*THE DATA*.
//! WebSocket transport: wire protocol, connections and socket pumps

pub mod connection;
pub mod handler;
pub mod protocol;
pub mod pump;
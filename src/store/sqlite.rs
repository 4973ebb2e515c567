//! SQLite ledger backend using rusqlite
//!
//! The connection is synchronous; every call runs on the blocking pool behind
//! a mutex. Score application is one `IMMEDIATE` transaction: the
//! `score_records` insert is the idempotency guard and the `players` update
//! only happens when that insert created a row.

use std::path::Path;
use std::sync::Arc;
use std::time::Duration;

use async_trait::async_trait;
use chrono::Utc;
use parking_lot::Mutex;
use rusqlite::{params, Connection, OptionalExtension, Row, TransactionBehavior};
use tracing::info;

use super::backend::{BackendError, CommitOutcome, LedgerBackend, Player, ScoreRecord};

const SCHEMA: &str = "
    CREATE TABLE IF NOT EXISTS players (
        id INTEGER PRIMARY KEY AUTOINCREMENT,
        player_name TEXT UNIQUE NOT NULL,
        score INTEGER NOT NULL DEFAULT 0,
        matches_played INTEGER NOT NULL DEFAULT 0,
        highest_score INTEGER NOT NULL DEFAULT 0,
        created_at TEXT NOT NULL
    );
    CREATE TABLE IF NOT EXISTS score_records (
        match_id TEXT NOT NULL,
        player_name TEXT NOT NULL,
        delta INTEGER NOT NULL,
        recorded_at TEXT NOT NULL,
        PRIMARY KEY (match_id, player_name)
    );
    CREATE INDEX IF NOT EXISTS players_scoreboard ON players (score DESC, id ASC);
";

const PLAYER_COLUMNS: &str = "id, player_name, score, matches_played, highest_score, created_at";

#[derive(Clone)]
pub struct SqliteBackend {
    conn: Arc<Mutex<Connection>>,
}

impl SqliteBackend {
    /// Open (or create) the database file and make sure the schema exists
    pub fn open(path: &Path) -> Result<Self, BackendError> {
        let conn = Connection::open(path)?;
        info!(path = %path.display(), "Opened SQLite ledger");
        Self::init(conn)
    }

    pub fn open_in_memory() -> Result<Self, BackendError> {
        Self::init(Connection::open_in_memory()?)
    }

    fn init(conn: Connection) -> Result<Self, BackendError> {
        conn.busy_timeout(Duration::from_secs(2))?;
        conn.execute_batch(SCHEMA)?;
        Ok(Self {
            conn: Arc::new(Mutex::new(conn)),
        })
    }

    async fn with_conn<T, F>(&self, f: F) -> Result<T, BackendError>
    where
        T: Send + 'static,
        F: FnOnce(&mut Connection) -> Result<T, BackendError> + Send + 'static,
    {
        let conn = self.conn.clone();
        tokio::task::spawn_blocking(move || {
            let mut guard = conn.lock();
            f(&mut guard)
        })
        .await
        .map_err(|e| BackendError::Task(e.to_string()))?
    }
}

fn player_from_row(row: &Row<'_>) -> rusqlite::Result<Player> {
    Ok(Player {
        id: row.get(0)?,
        player_name: row.get(1)?,
        score: row.get(2)?,
        matches_played: row.get(3)?,
        highest_score: row.get(4)?,
        created_at: row.get(5)?,
    })
}

fn select_player(conn: &Connection, name: &str) -> Result<Option<Player>, BackendError> {
    let sql = format!("SELECT {} FROM players WHERE player_name = ?1", PLAYER_COLUMNS);
    Ok(conn
        .query_row(&sql, params![name], player_from_row)
        .optional()?)
}

fn is_unique_violation(err: &rusqlite::Error) -> bool {
    matches!(
        err,
        rusqlite::Error::SqliteFailure(e, _) if e.code == rusqlite::ErrorCode::ConstraintViolation
    )
}

#[async_trait]
impl LedgerBackend for SqliteBackend {
    fn name(&self) -> &'static str {
        "sqlite"
    }

    async fn register(&self, name: &str) -> Result<Player, BackendError> {
        let name = name.to_string();
        self.with_conn(move |conn| {
            let inserted = conn.execute(
                "INSERT INTO players (player_name, created_at) VALUES (?1, ?2)",
                params![name, Utc::now()],
            );
            match inserted {
                Ok(_) => {}
                Err(e) if is_unique_violation(&e) => return Err(BackendError::Conflict(name)),
                Err(e) => return Err(e.into()),
            }
            select_player(conn, &name)?.ok_or(BackendError::UnknownPlayer(name))
        })
        .await
    }

    async fn ensure_player(&self, name: &str) -> Result<Player, BackendError> {
        let name = name.to_string();
        self.with_conn(move |conn| {
            conn.execute(
                "INSERT OR IGNORE INTO players (player_name, created_at) VALUES (?1, ?2)",
                params![name, Utc::now()],
            )?;
            select_player(conn, &name)?.ok_or(BackendError::UnknownPlayer(name))
        })
        .await
    }

    async fn player(&self, name: &str) -> Result<Option<Player>, BackendError> {
        let name = name.to_string();
        self.with_conn(move |conn| select_player(conn, &name)).await
    }

    async fn apply(&self, record: &ScoreRecord) -> Result<CommitOutcome, BackendError> {
        let record = record.clone();
        self.with_conn(move |conn| {
            let tx = conn.transaction_with_behavior(TransactionBehavior::Immediate)?;

            let inserted = tx.execute(
                "INSERT OR IGNORE INTO score_records (match_id, player_name, delta, recorded_at)
                 VALUES (?1, ?2, ?3, ?4)",
                params![
                    record.match_id.to_string(),
                    record.player_id,
                    record.delta,
                    record.recorded_at
                ],
            )?;
            if inserted == 0 {
                return Ok(CommitOutcome::Duplicate);
            }

            let updated = tx.execute(
                "UPDATE players
                 SET score = score + ?1,
                     matches_played = matches_played + 1,
                     highest_score = MAX(highest_score, ?1)
                 WHERE player_name = ?2",
                params![record.delta, record.player_id],
            )?;
            if updated == 0 {
                // dropping the transaction rolls back the score_records row
                return Err(BackendError::UnknownPlayer(record.player_id));
            }

            tx.commit()?;
            Ok(CommitOutcome::Applied)
        })
        .await
    }

    async fn top(&self, limit: usize) -> Result<Vec<Player>, BackendError> {
        let limit = i64::try_from(limit).unwrap_or(i64::MAX);
        self.with_conn(move |conn| {
            let sql = format!(
                "SELECT {} FROM players ORDER BY score DESC, id ASC LIMIT ?1",
                PLAYER_COLUMNS
            );
            let mut stmt = conn.prepare(&sql)?;
            let players = stmt
                .query_map(params![limit], player_from_row)?
                .collect::<Result<Vec<_>, _>>()?;
            Ok(players)
        })
        .await
    }

    async fn close(&self) -> Result<(), BackendError> {
        self.with_conn(|conn| {
            conn.execute_batch("PRAGMA optimize;")?;
            Ok(())
        })
        .await
    }
}

#[cfg(test)]
mod tests {
    use super::*;
    use uuid::Uuid;

    #[tokio::test]
    async fn register_then_conflict() {
        let backend = SqliteBackend::open_in_memory().unwrap();
        let alice = backend.register("alice").await.unwrap();
        assert_eq!(alice.player_name, "alice");
        assert_eq!(alice.score, 0);
        assert!(matches!(
            backend.register("alice").await,
            Err(BackendError::Conflict(_))
        ));
    }

    #[tokio::test]
    async fn ensure_player_is_idempotent() {
        let backend = SqliteBackend::open_in_memory().unwrap();
        let first = backend.ensure_player("bob").await.unwrap();
        let second = backend.ensure_player("bob").await.unwrap();
        assert_eq!(first.id, second.id);
    }

    #[tokio::test]
    async fn apply_twice_counts_once_and_tracks_highest() {
        let backend = SqliteBackend::open_in_memory().unwrap();
        backend.register("alice").await.unwrap();

        let first = ScoreRecord::new("alice", 10, Uuid::new_v4());
        assert_eq!(backend.apply(&first).await.unwrap(), CommitOutcome::Applied);
        assert_eq!(backend.apply(&first).await.unwrap(), CommitOutcome::Duplicate);
        backend
            .apply(&ScoreRecord::new("alice", 4, Uuid::new_v4()))
            .await
            .unwrap();

        let alice = backend.player("alice").await.unwrap().unwrap();
        assert_eq!(alice.score, 14);
        assert_eq!(alice.matches_played, 2);
        assert_eq!(alice.highest_score, 10);
    }

    #[tokio::test]
    async fn unknown_player_leaves_no_record_behind() {
        let backend = SqliteBackend::open_in_memory().unwrap();
        let record = ScoreRecord::new("ghost", 3, Uuid::new_v4());
        assert!(matches!(
            backend.apply(&record).await,
            Err(BackendError::UnknownPlayer(_))
        ));

        // once the player exists the same record still applies
        backend.register("ghost").await.unwrap();
        assert_eq!(backend.apply(&record).await.unwrap(), CommitOutcome::Applied);
    }

    #[tokio::test]
    async fn replay_after_reopen_is_not_double_counted() {
        let dir = tempfile::tempdir().unwrap();
        let path = dir.path().join("ledger.db");
        let record = ScoreRecord::new("alice", 10, Uuid::new_v4());

        {
            let backend = SqliteBackend::open(&path).unwrap();
            backend.register("alice").await.unwrap();
            backend.apply(&record).await.unwrap();
        }

        let reopened = SqliteBackend::open(&path).unwrap();
        assert_eq!(
            reopened.apply(&record).await.unwrap(),
            CommitOutcome::Duplicate
        );
        assert_eq!(reopened.player("alice").await.unwrap().unwrap().score, 10);
    }

    #[tokio::test]
    async fn top_orders_by_score_then_registration() {
        let backend = SqliteBackend::open_in_memory().unwrap();
        for name in ["alice", "bob", "carol"] {
            backend.register(name).await.unwrap();
        }
        let match_id = Uuid::new_v4();
        backend.apply(&ScoreRecord::new("carol", 7, match_id)).await.unwrap();
        backend.apply(&ScoreRecord::new("bob", 7, match_id)).await.unwrap();

        let names: Vec<String> = backend
            .top(2)
            .await
            .unwrap()
            .into_iter()
            .map(|p| p.player_name)
            .collect();
        assert_eq!(names, vec!["bob", "carol"]);
    }
}
//! In-process ledger backend for tests and throwaway servers

use std::collections::{HashMap, HashSet};

use async_trait::async_trait;
use chrono::Utc;
use parking_lot::Mutex;
use uuid::Uuid;

use super::backend::{BackendError, CommitOutcome, LedgerBackend, Player, ScoreRecord};

#[derive(Default)]
struct MemoryState {
    players: HashMap<String, Player>,
    next_id: i64,
    applied: HashSet<(Uuid, String)>,
}

/// Map-backed store.
///
/// `apply` loads the player, yields, then stores the updated row, like a
/// remote read-modify-write. Concurrent writers for one player must be
/// serialized by the caller.
#[derive(Default)]
pub struct MemoryBackend {
    state: Mutex<MemoryState>,
    #[cfg(test)]
    failures: std::sync::atomic::AtomicU32,
}

impl MemoryBackend {
    pub fn new() -> Self {
        Self::default()
    }

    /// Make the next `n` applies fail with a transient error
    #[cfg(test)]
    pub fn fail_next(&self, n: u32) {
        self.failures.store(n, std::sync::atomic::Ordering::SeqCst);
    }

    #[cfg(test)]
    fn injected_failure(&self) -> bool {
        use std::sync::atomic::Ordering;
        self.failures
            .fetch_update(Ordering::SeqCst, Ordering::SeqCst, |n| n.checked_sub(1))
            .is_ok()
    }

    #[cfg(not(test))]
    fn injected_failure(&self) -> bool {
        false
    }

    fn insert_player(state: &mut MemoryState, name: &str) -> Player {
        state.next_id += 1;
        let player = Player {
            id: state.next_id,
            player_name: name.to_string(),
            score: 0,
            matches_played: 0,
            highest_score: 0,
            created_at: Utc::now(),
        };
        state.players.insert(name.to_string(), player.clone());
        player
    }
}

#[async_trait]
impl LedgerBackend for MemoryBackend {
    fn name(&self) -> &'static str {
        "memory"
    }

    async fn register(&self, name: &str) -> Result<Player, BackendError> {
        let mut state = self.state.lock();
        if state.players.contains_key(name) {
            return Err(BackendError::Conflict(name.to_string()));
        }
        Ok(Self::insert_player(&mut state, name))
    }

    async fn ensure_player(&self, name: &str) -> Result<Player, BackendError> {
        let mut state = self.state.lock();
        match state.players.get(name) {
            Some(player) => Ok(player.clone()),
            None => Ok(Self::insert_player(&mut state, name)),
        }
    }

    async fn player(&self, name: &str) -> Result<Option<Player>, BackendError> {
        Ok(self.state.lock().players.get(name).cloned())
    }

    async fn apply(&self, record: &ScoreRecord) -> Result<CommitOutcome, BackendError> {
        if self.injected_failure() {
            return Err(BackendError::Unavailable);
        }

        let key = (record.match_id, record.player_id.clone());
        let current = {
            let state = self.state.lock();
            if state.applied.contains(&key) {
                return Ok(CommitOutcome::Duplicate);
            }
            state.players.get(&record.player_id).cloned()
        };
        let mut player = current.ok_or_else(|| BackendError::UnknownPlayer(record.player_id.clone()))?;

        tokio::task::yield_now().await;

        player.score = player
            .score
            .checked_add(record.delta)
            .ok_or_else(|| BackendError::ScoreOverflow(record.player_id.clone()))?;
        player.matches_played += 1;
        player.highest_score = player.highest_score.max(record.delta);

        let mut state = self.state.lock();
        state.applied.insert(key);
        state.players.insert(record.player_id.clone(), player);
        Ok(CommitOutcome::Applied)
    }

    async fn top(&self, limit: usize) -> Result<Vec<Player>, BackendError> {
        let mut players: Vec<Player> = self.state.lock().players.values().cloned().collect();
        players.sort_by(|a, b| b.score.cmp(&a.score).then(a.id.cmp(&b.id)));
        players.truncate(limit);
        Ok(players)
    }
}

#[cfg(test)]
mod tests {
    use super::*;

    #[tokio::test]
    async fn register_rejects_duplicate_names() {
        let backend = MemoryBackend::new();
        backend.register("alice").await.unwrap();
        assert!(matches!(
            backend.register("alice").await,
            Err(BackendError::Conflict(name)) if name == "alice"
        ));
    }

    #[tokio::test]
    async fn apply_is_idempotent_per_match_and_player() {
        let backend = MemoryBackend::new();
        backend.register("alice").await.unwrap();
        let record = ScoreRecord::new("alice", 12, Uuid::new_v4());

        assert_eq!(backend.apply(&record).await.unwrap(), CommitOutcome::Applied);
        assert_eq!(backend.apply(&record).await.unwrap(), CommitOutcome::Duplicate);

        let alice = backend.player("alice").await.unwrap().unwrap();
        assert_eq!(alice.score, 12);
        assert_eq!(alice.matches_played, 1);
        assert_eq!(alice.highest_score, 12);
    }

    #[tokio::test]
    async fn top_breaks_ties_by_registration_order() {
        let backend = MemoryBackend::new();
        for name in ["carol", "alice", "bob"] {
            backend.register(name).await.unwrap();
        }
        let match_id = Uuid::new_v4();
        backend.apply(&ScoreRecord::new("bob", 5, match_id)).await.unwrap();
        backend.apply(&ScoreRecord::new("alice", 5, match_id)).await.unwrap();

        let names: Vec<String> = backend
            .top(10)
            .await
            .unwrap()
            .into_iter()
            .map(|p| p.player_name)
            .collect();
        assert_eq!(names, vec!["alice", "bob", "carol"]);
    }

    #[tokio::test]
    async fn apply_that_would_overflow_leaves_the_player_untouched() {
        let backend = MemoryBackend::new();
        backend.register("alice").await.unwrap();
        backend
            .apply(&ScoreRecord::new("alice", i64::MAX, Uuid::new_v4()))
            .await
            .unwrap();

        let err = backend
            .apply(&ScoreRecord::new("alice", 1, Uuid::new_v4()))
            .await
            .unwrap_err();
        assert!(matches!(err, BackendError::ScoreOverflow(_)));
        assert!(!err.is_transient());

        let alice = backend.player("alice").await.unwrap().unwrap();
        assert_eq!(alice.score, i64::MAX);
        assert_eq!(alice.matches_played, 1);
    }

    #[tokio::test]
    async fn apply_for_unknown_player_is_rejected() {
        let backend = MemoryBackend::new();
        let err = backend
            .apply(&ScoreRecord::new("ghost", 1, Uuid::new_v4()))
            .await
            .unwrap_err();
        assert!(matches!(err, BackendError::UnknownPlayer(_)));
        assert!(!err.is_transient());
    }
}
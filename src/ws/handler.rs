//! WebSocket upgrade handler

use axum::{
    extract::{
        ws::{WebSocket, WebSocketUpgrade},
        Query, State,
    },
    response::{IntoResponse, Response},
};
use futures::StreamExt;
use serde::Deserialize;
use tracing::{info, warn};

use crate::app::{AppState, OnlineGuard};
use crate::http::AppError;
use crate::util::rate_limit::InboundRateLimiter;

use super::connection::{Connection, Transport};
use super::pump::{run_reader, run_writer};

/// Query parameters for WebSocket connection
#[derive(Debug, Deserialize)]
pub struct WsQuery {
    /// Player name; created in the ledger on first connect
    pub player: String,
}

/// WebSocket upgrade handler
pub async fn ws_handler(
    ws: WebSocketUpgrade,
    Query(query): Query<WsQuery>,
    State(state): State<AppState>,
) -> Response {
    let player = query.player.trim().to_string();
    if player.is_empty() {
        return AppError::BadRequest("player name is required".to_string()).into_response();
    }

    if let Err(e) = state.ledger.ensure_player(&player).await {
        warn!(player = %player, error = %e, "Could not load player for WebSocket");
        return AppError::from(e).into_response();
    }

    let Some(guard) = state.online.claim(&player) else {
        warn!(player = %player, "Refusing second connection for online player");
        return AppError::Conflict(format!("{} is already connected", player)).into_response();
    };

    info!(player = %player, "WebSocket upgrade");
    ws.on_upgrade(move |socket| handle_socket(socket, player, guard, state))
}

/// Handle the upgraded WebSocket connection
async fn handle_socket(socket: WebSocket, player: String, _online: OnlineGuard, state: AppState) {
    let settings = state.config.connection_settings();
    let (connection, transport) = Connection::open(player.clone(), &settings);
    let connection_id = connection.id();
    info!(connection_id = %connection_id, player = %player, "New WebSocket connection");

    let (ws_sink, ws_stream) = socket.split();
    let Transport { inbound, outbound } = transport;

    let writer = tokio::spawn(run_writer(
        ws_sink,
        outbound,
        inbound.closed_signal(),
        settings.close_flush,
    ));

    state.matchmaker.enqueue(connection);

    // Runs until the client goes away or the server closes the connection
    let limiter = InboundRateLimiter::new(settings.inbound_rate_limit);
    run_reader(ws_stream, &inbound, limiter).await;

    // Cleanup on disconnect
    state.matchmaker.cancel(connection_id);
    state.registry.connection_lost(connection_id);
    let _ = writer.await;

    info!(connection_id = %connection_id, player = %player, "WebSocket connection closed");
}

*TASK OBJECTIVE*. Take every line above that includes "stmt" and list it.

*EXERCISE OUTPUT*.
            let mut stmt = conn.prepare(&sql)?;
            let players = stmt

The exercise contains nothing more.